Предчувствовал ли он это, когда говорил порой, что все его любимые герои – Александр Герцен, Михаил Лунин, Николай Карамзин и даже Иван Иванович Пущин – декабрист, доживший до возвращения, ушли из жизни до шестидесяти лет, и что с ним будет то же самое? Ведь сказал он жене, когда его везли в больницу: «Я же всегда говорил, что умру в пятьдесят девять». Кто из нас принимал всерьез эти дурацкие шутки? Знали ли мы тогда, глядя на его улыбающееся лицо, какой смертельной болью переполнено его сердце, готовое взорваться?
Уже после его смерти вышла из печати книга, пророчески названная им «Оттуда» и сданная в издательство незадолго до смерти. Помнится, Тонику очень нравилось это название, хотя речь шла, конечно, не о том свете, а об Италии.
Незадолго до смерти Эйдельман вернулся из Калифорнии, где работал в Стенфордском университете, и привез груду ксерокопий и книг, касающихся событий в нашей стране в 20-е годы – по эмигрантской прессе и мемуарам. Вся эта груда была свалена в маленькой комнатушке у нас на даче, и время от времени Тоник, с нескрываемым удовольствием озирая эту груду, вдруг выхватывал из нее какой-нибудь листок и увлеченно начинал рассказывать о неведомых нам событиях, сопровождая рассказ, как обычно, интереснейшими комментариями. В это время он обдумывал также замысел новой, уже заказанной ему книги об истории московского Кремля и его обитателей – от Юрия Долгорукого до современных. Книге этой не суждено было осуществиться.
Уже после смерти Натана Эйдельмана в «Огоньке» была опубликована его небольшая статья, даже не статья, а расшифровка его лекции после возвращения из Стенфорда, где он ежедневно, более двух месяцев, прерывая работу только на выходные дни, работал в архивах входящего в этот университет Института Гувера, явившегося самым крупным архивным фондом материалов о России в послереволюционные годы. Даже по этой небольшой статье можно судить о масштабах и значении задуманной им книги.
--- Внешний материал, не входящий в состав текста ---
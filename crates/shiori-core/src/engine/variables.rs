//! Per-engine variable store.

use serde_json::Value;
use std::collections::HashMap;

pub const VAR_SYSTEM_VERSION: &str = "system.version";
pub const VAR_GHOST_NAME: &str = "system.ghost.name";
pub const VAR_REQUEST_COUNTER: &str = "system.request.counter";
pub const VAR_USERNAME: &str = "username";

/// String/number/array values keyed by name. Owned by exactly one engine instance.
#[derive(Debug, Default, Clone)]
pub struct VariableStore {
    values: HashMap<String, Value>,
}

impl VariableStore {
    /// Value of `name`, or an empty string when absent.
    pub fn get(&self, name: &str) -> Value {
        self.values
            .get(name)
            .cloned()
            .unwrap_or_else(|| Value::String(String::new()))
    }

    /// Text form of `name`: strings unquoted, other values as JSON.
    pub fn get_text(&self, name: &str) -> String {
        match self.values.get(name) {
            None => String::new(),
            Some(Value::String(s)) => s.clone(),
            Some(other) => other.to_string(),
        }
    }

    pub fn raw(&self, name: &str) -> Option<&Value> {
        self.values.get(name)
    }

    pub fn set(&mut self, name: impl Into<String>, value: Value) -> Value {
        self.values.insert(name.into(), value.clone());
        value
    }

    /// Increment `system.request.counter` by one and return the new count.
    pub fn bump_request_counter(&mut self) -> u64 {
        let next = self
            .values
            .get(VAR_REQUEST_COUNTER)
            .and_then(Value::as_u64)
            .unwrap_or(0)
            + 1;
        self.values.insert(VAR_REQUEST_COUNTER.to_string(), Value::from(next));
        next
    }

    pub fn len(&self) -> usize {
        self.values.len()
    }

    pub fn is_empty(&self) -> bool {
        self.values.is_empty()
    }

    pub fn clear(&mut self) {
        self.values.clear();
    }
}

#[cfg(test)]
mod tests {
    use super::*;

    #[test]
    fn test_absent_is_empty_string() {
        let store = VariableStore::default();
        assert_eq!(store.get("nope"), Value::String(String::new()));
        assert_eq!(store.get_text("nope"), "");
    }

    #[test]
    fn test_counter_bumps_from_zero() {
        let mut store = VariableStore::default();
        store.set(VAR_REQUEST_COUNTER, Value::from(0));
        assert_eq!(store.bump_request_counter(), 1);
        assert_eq!(store.bump_request_counter(), 2);
        assert_eq!(store.get(VAR_REQUEST_COUNTER), Value::from(2));
        assert_eq!(store.get_text(VAR_REQUEST_COUNTER), "2");
    }
}
//! Arithmetic evaluator behind the Yaya `EVAL` built-in.
//!
//! Grammar (precedence climbing):
//!
//! ```text
//! expr   := term (('+' | '-') term)*
//! term   := unary (('*' | '/') unary)*
//! unary  := '-' unary | atom
//! atom   := number | '(' expr ')'
//! ```

use crate::error::{ShioriError, ShioriResult};

/// Deepest nesting of parentheses and unary minus `evaluate` accepts.
pub const MAX_DEPTH: usize = 256;

/// True if `input` only uses characters `EVAL` accepts.
pub fn is_arithmetic(input: &str) -> bool {
    !input.trim().is_empty()
        && input
            .chars()
            .all(|c| c.is_ascii_digit() || matches!(c, '+' | '-' | '*' | '/' | '(' | ')' | '.' | ' '))
}

pub fn evaluate(input: &str) -> ShioriResult<f64> {
    let mut parser = Parser {
        chars: input.chars().collect(),
        pos: 0,
        depth: 0,
    };
    let value = parser.expr()?;
    if parser.peek().is_some() {
        return Err(ShioriError::Expression(format!(
            "unexpected '{}' at {}",
            parser.chars[parser.pos], parser.pos
        )));
    }
    Ok(value)
}

/// Integral values print without a fractional part.
pub fn format_number(value: f64) -> String {
    if value.fract() == 0.0 && value.abs() < 1e15 {
        format!("{}", value as i64)
    } else {
        format!("{}", value)
    }
}

struct Parser {
    chars: Vec<char>,
    pos: usize,
    depth: usize,
}

impl Parser {
    /// Next non-space character, leaving `pos` on it.
    fn peek(&mut self) -> Option<char> {
        while self.chars.get(self.pos) == Some(&' ') {
            self.pos += 1;
        }
        self.chars.get(self.pos).copied()
    }

    fn descend(&mut self) -> ShioriResult<()> {
        self.depth += 1;
        if self.depth > MAX_DEPTH {
            return Err(ShioriError::Expression("expression nested too deeply".to_string()));
        }
        Ok(())
    }

    fn expr(&mut self) -> ShioriResult<f64> {
        let mut value = self.term()?;
        while let Some(op @ ('+' | '-')) = self.peek() {
            self.pos += 1;
            let rhs = self.term()?;
            value = if op == '+' { value + rhs } else { value - rhs };
        }
        Ok(value)
    }

    fn term(&mut self) -> ShioriResult<f64> {
        let mut value = self.unary()?;
        while let Some(op @ ('*' | '/')) = self.peek() {
            self.pos += 1;
            let rhs = self.unary()?;
            if op == '*' {
                value *= rhs;
            } else {
                if rhs == 0.0 {
                    return Err(ShioriError::Expression("division by zero".to_string()));
                }
                value /= rhs;
            }
        }
        Ok(value)
    }

    fn unary(&mut self) -> ShioriResult<f64> {
        if self.peek() == Some('-') {
            self.pos += 1;
            self.descend()?;
            let value = self.unary()?;
            self.depth -= 1;
            return Ok(-value);
        }
        self.atom()
    }

    fn atom(&mut self) -> ShioriResult<f64> {
        match self.peek() {
            Some('(') => {
                self.pos += 1;
                self.descend()?;
                let value = self.expr()?;
                if self.peek() != Some(')') {
                    return Err(ShioriError::Expression("missing ')'".to_string()));
                }
                self.pos += 1;
                self.depth -= 1;
                Ok(value)
            }
            Some(c) if c.is_ascii_digit() || c == '.' => {
                let start = self.pos;
                while matches!(self.chars.get(self.pos), Some(c) if c.is_ascii_digit() || *c == '.') {
                    self.pos += 1;
                }
                let literal: String = self.chars[start..self.pos].iter().collect();
                literal
                    .parse::<f64>()
                    .map_err(|_| ShioriError::Expression(format!("bad number '{}'", literal)))
            }
            Some(c) => Err(ShioriError::Expression(format!("unexpected '{}' at {}", c, self.pos))),
            None => Err(ShioriError::Expression("unexpected end of expression".to_string())),
        }
    }
}

#[cfg(test)]
mod tests {
    use super::*;

    #[test]
    fn test_precedence_and_parens() {
        assert_eq!(evaluate("1 + 2 * 3").unwrap(), 7.0);
        assert_eq!(evaluate("(1 + 2) * 3").unwrap(), 9.0);
        assert_eq!(evaluate("-4 + 10 / 4").unwrap(), -1.5);
        assert_eq!(evaluate("2 - -3").unwrap(), 5.0);
    }

    #[test]
    fn test_errors() {
        assert!(evaluate("1 / 0").is_err());
        assert!(evaluate("(1 + 2").is_err());
        assert!(evaluate("1 2").is_err());
        assert!(evaluate("1..2").is_err());
        assert!(evaluate("").is_err());
    }

    #[test]
    fn test_deep_nesting_is_an_error() {
        let parens = format!("{}1{}", "(".repeat(5_000), ")".repeat(5_000));
        assert!(matches!(evaluate(&parens), Err(ShioriError::Expression(_))));
        assert!(matches!(evaluate(&"(".repeat(200_000)), Err(ShioriError::Expression(_))));

        let negations = format!("{}1", "-".repeat(200_000));
        assert!(matches!(evaluate(&negations), Err(ShioriError::Expression(_))));
    }

    #[test]
    fn test_nesting_within_limit_and_siblings_do_not_accumulate() {
        let nested = format!("{}7{}", "(".repeat(MAX_DEPTH), ")".repeat(MAX_DEPTH));
        assert_eq!(evaluate(&nested).unwrap(), 7.0);

        let siblings = vec!["(1)"; 1_000].join(" + ");
        assert_eq!(evaluate(&siblings).unwrap(), 1_000.0);
        assert_eq!(evaluate("--2").unwrap(), 2.0);
    }

    #[test]
    fn test_charset_and_formatting() {
        assert!(is_arithmetic("12 * (3 - 1)"));
        assert!(!is_arithmetic("alert(1)"));
        assert!(!is_arithmetic("   "));
        assert_eq!(format_number(42.0), "42");
        assert_eq!(format_number(2.5), "2.5");
    }
}
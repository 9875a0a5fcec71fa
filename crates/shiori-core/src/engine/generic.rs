//! Fallback family used when no richer engine ships with the ghost.

use crate::protocol::{Request, Response};

pub const ACKNOWLEDGEMENT: &str = "OK";

/// Every event gets the same acknowledgement.
pub fn respond(request: &Request) -> Response {
    Response::talk(ACKNOWLEDGEMENT, "0", request.event.as_str())
}
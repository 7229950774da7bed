//! Configuration shared by the orchestrator and its connectors.

use std::time::Duration;

use serde::{Deserialize, Serialize};

use crate::catalog::{OTHER_KEY, TOTAL_GENERATION_KEY};
use crate::region::RegionQuery;

/// Global configuration for the `Mix` orchestrator.
#[derive(Debug, Clone, PartialEq, Eq, Serialize, Deserialize)]
pub struct MixConfig {
    /// First year for which the upstream source has data.
    pub lower_bound_year: i32,
    /// Regions queried for a national total; the first one is primary.
    pub regions: Vec<RegionQuery>,
    /// Order in which sources are rendered in the reply.
    pub canonical_order: Vec<String>,
    /// Timeout for individual provider requests.
    pub provider_timeout: Duration,
    /// Maximum number of days the latest-available-date probe inspects.
    pub probe_max_days: u32,
}

impl MixConfig {
    /// The primary region, if any is configured.
    #[must_use]
    pub fn primary_region(&self) -> Option<&RegionQuery> {
        self.regions.first()
    }
}

impl Default for MixConfig {
    fn default() -> Self {
        let canonical_order = [
            "wind",
            "solar photovoltaic",
            "thermal solar",
            "hydro",
            "nuclear",
            "combined cycle",
            "cogeneration",
            "coal",
            OTHER_KEY,
            TOTAL_GENERATION_KEY,
        ]
        .into_iter()
        .map(str::to_string)
        .collect();

        Self {
            lower_bound_year: 2011,
            regions: RegionQuery::spanish_systems(),
            canonical_order,
            provider_timeout: Duration::from_secs(10),
            probe_max_days: 30,
        }
    }
}
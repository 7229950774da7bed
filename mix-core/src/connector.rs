use async_trait::async_trait;

use crate::snapshot::GenerationSnapshot;
use crate::window::RequestWindow;
use crate::{MixError, RegionQuery};

/// A source of generation-structure data for one region and window.
///
/// Implementations classify upstream responses into the `MixError` taxonomy
/// instead of returning opaque failures: "no data for this window" is
/// `NoDataForWindow`, other upstream errors are `Upstream`, and network or
/// decoding problems are `Transport`.
#[async_trait]
pub trait GenerationProvider: Send + Sync {
    /// Stable connector name used in errors and logs.
    fn name(&self) -> &'static str;

    /// Human-readable vendor name.
    fn vendor(&self) -> &'static str {
        "unknown"
    }

    /// Fetch the generation mix of `region` for `window`.
    async fn generation(
        &self,
        region: &RegionQuery,
        window: &RequestWindow,
    ) -> Result<GenerationSnapshot, MixError>;
}
//! Geographic regions queried to build the national total.

use serde::{Deserialize, Serialize};

/// A `(scope, id)` pair identifying one electric system upstream.
#[derive(Debug, Clone, PartialEq, Eq, Hash, Serialize, Deserialize)]
pub struct RegionQuery {
    /// Geographic scope sent as `geo_limit` (e.g. "peninsular").
    pub scope: String,
    /// Region identifier sent as `geo_ids`.
    pub id: u32,
}

impl RegionQuery {
    /// Construct a region query.
    pub fn new(scope: impl Into<String>, id: u32) -> Self {
        Self {
            scope: scope.into(),
            id,
        }
    }

    /// The five Spanish electric systems, primary (peninsular) first.
    #[must_use]
    pub fn spanish_systems() -> Vec<Self> {
        vec![
            Self::new("peninsular", 8741),
            Self::new("canarias", 8742),
            Self::new("baleares", 8743),
            Self::new("ceuta", 8744),
            Self::new("melilla", 8745),
        ]
    }
}
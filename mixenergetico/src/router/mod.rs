pub mod aggregate;
pub mod probe;
use std::collections::HashMap;
use std::sync::Arc;

use async_trait::async_trait;
use chrono::NaiveDate;
use tokio::sync::Mutex;

use mix_core::{GenerationProvider, GenerationSnapshot, MixError, RegionQuery, RequestWindow};

use crate::NO_DATA_CODE;

/// Instruction for how a query should behave for a given region.
#[derive(Clone)]
pub enum MockBehavior<T> {
    /// Return the provided value immediately.
    Return(T),
    /// Fail immediately with the provided error.
    Fail(MixError),
    /// Hang indefinitely (simulate a timeout).
    Hang,
}

#[derive(Default)]
struct InternalState {
    region_rules: HashMap<String, MockBehavior<GenerationSnapshot>>,
    no_data_after: Option<NaiveDate>,
    calls: Vec<(RegionQuery, RequestWindow)>,
}

/// Controller handle used by tests to drive the dynamic mock from the outside.
pub struct DynamicMockController {
    state: Arc<Mutex<InternalState>>,
}

impl DynamicMockController {
    /// Set the behavior for queries of a region scope.
    pub async fn set_region_behavior(
        &self,
        scope: &str,
        behavior: MockBehavior<GenerationSnapshot>,
    ) {
        let mut guard = self.state.lock().await;
        guard.region_rules.insert(scope.to_string(), behavior);
    }

    /// Report "no data" for every window ending after `date`.
    pub async fn set_no_data_after(&self, date: NaiveDate) {
        let mut guard = self.state.lock().await;
        guard.no_data_after = Some(date);
    }

    /// Return a copy of the request log, in call order.
    pub async fn calls(&self) -> Vec<(RegionQuery, RequestWindow)> {
        let guard = self.state.lock().await;
        guard.calls.clone()
    }

    /// Clear all configured behaviors and request logs.
    pub async fn clear_all_behaviors(&self) {
        let mut guard = self.state.lock().await;
        guard.region_rules.clear();
        guard.no_data_after = None;
        guard.calls.clear();
    }
}

/// A connector that defers all behavior to an external controller.
pub struct DynamicMockConnector {
    name: &'static str,
    state: Arc<Mutex<InternalState>>,
}

impl DynamicMockConnector {
    /// Create a new dynamic mock connector and its controller.
    #[must_use]
    pub fn new_with_controller(
        name: &'static str,
    ) -> (Arc<dyn GenerationProvider>, DynamicMockController) {
        let state = Arc::new(Mutex::new(InternalState::default()));
        let controller = DynamicMockController {
            state: Arc::clone(&state),
        };
        let me = Arc::new(Self { name, state });
        (me as Arc<dyn GenerationProvider>, controller)
    }
}

#[async_trait]
impl GenerationProvider for DynamicMockConnector {
    fn name(&self) -> &'static str {
        self.name
    }

    fn vendor(&self) -> &'static str {
        "DynamicMock"
    }

    async fn generation(
        &self,
        region: &RegionQuery,
        window: &RequestWindow,
    ) -> Result<GenerationSnapshot, MixError> {
        // Acquire behavior snapshot without holding the lock across await points
        let (behavior, no_data_after) = {
            let mut guard = self.state.lock().await;
            guard.calls.push((region.clone(), window.clone()));
            (
                guard.region_rules.get(&region.scope).cloned(),
                guard.no_data_after,
            )
        };

        if no_data_after.is_some_and(|d| window.end().date() > d) {
            return Err(MixError::no_data(window.label(), NO_DATA_CODE));
        }

        match behavior {
            Some(MockBehavior::Return(s)) => Ok(s),
            Some(MockBehavior::Fail(e)) => Err(e),
            Some(MockBehavior::Hang) => {
                std::future::pending::<()>().await;
                unreachable!()
            }
            None => Err(MixError::upstream(
                400,
                format!("no behavior for region '{}'", region.scope),
            )),
        }
    }
}
pub mod regions;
Основу ее должны были составить рукописные материалы, собранные в эмиграции Борисом Ивановичем Николаевским и Николаем Владиславовичем Вольским, известным под псевдонимом Валентинов и ставшим одним из обруганных героев «Материализма и эмпириокритицизма». Два этих выдающихся человека собрали огромную коллекцию рукописей, создавшую основной фонд Гуверовского архива – сотни тысяч документов. В них – вся неискаженная история России; от Александра II, Герцена и Огарева – до ГУЛАГа, Жданова и Берии. В общем, как сказал Эйдельман – «от Радищева до Брежнева». Один из наиболее интересных документов – биография Ленина, написанная Валентиновым. В переписке с Николаевским Валентинов, не скрывая своей несомненной симпатии к Ленину, несмотря на его авторитарность, и восхищения его безусловным талантом, пишет, что без Ленина революции в России быть не могло; «У него была ражь, гипноз, он мог бы и десять революций сделать. Я вам точно говорю – гипноз».
Огромное количество найденных Эйдельманом материалов проливает свет на события 30-х годов, ранее почти неизвестные у нас. К ним относятся катастрофическое землетрясение в Армении весной 1931 года – в районе медных рудников Зангезура, чудовищный взрыв, произошедший в августе 1939 года на Магаданском рейде, при котором погибло три или четыре тысячи человек и который долгие десятилетия оставался государственной тайной.
Впервые обнаружены документы о массовом выселении корейцев и китайцев с Дальнего Востока, которое, оказывается, началось не в годы войны, а значительно раньше и достигло внушительных масштабов – более трех с половиной миллионов человек. Большая часть выселенных была отправлена в Заполярье, в Якутию, где их обрекли на вымирание. Эти огромные планомерные операции, по мнению Николаевского, в известном смысле подготавливали массовые выселения во время войны. «Действительно, – пишет Эйдельман, – те методы, которыми руководствовались при выселении калмыков, татар, отрабатывались много раньше на жителях российских земель – на казачестве, на немцах Поволжья, а до этого – на китайцах и корейцах».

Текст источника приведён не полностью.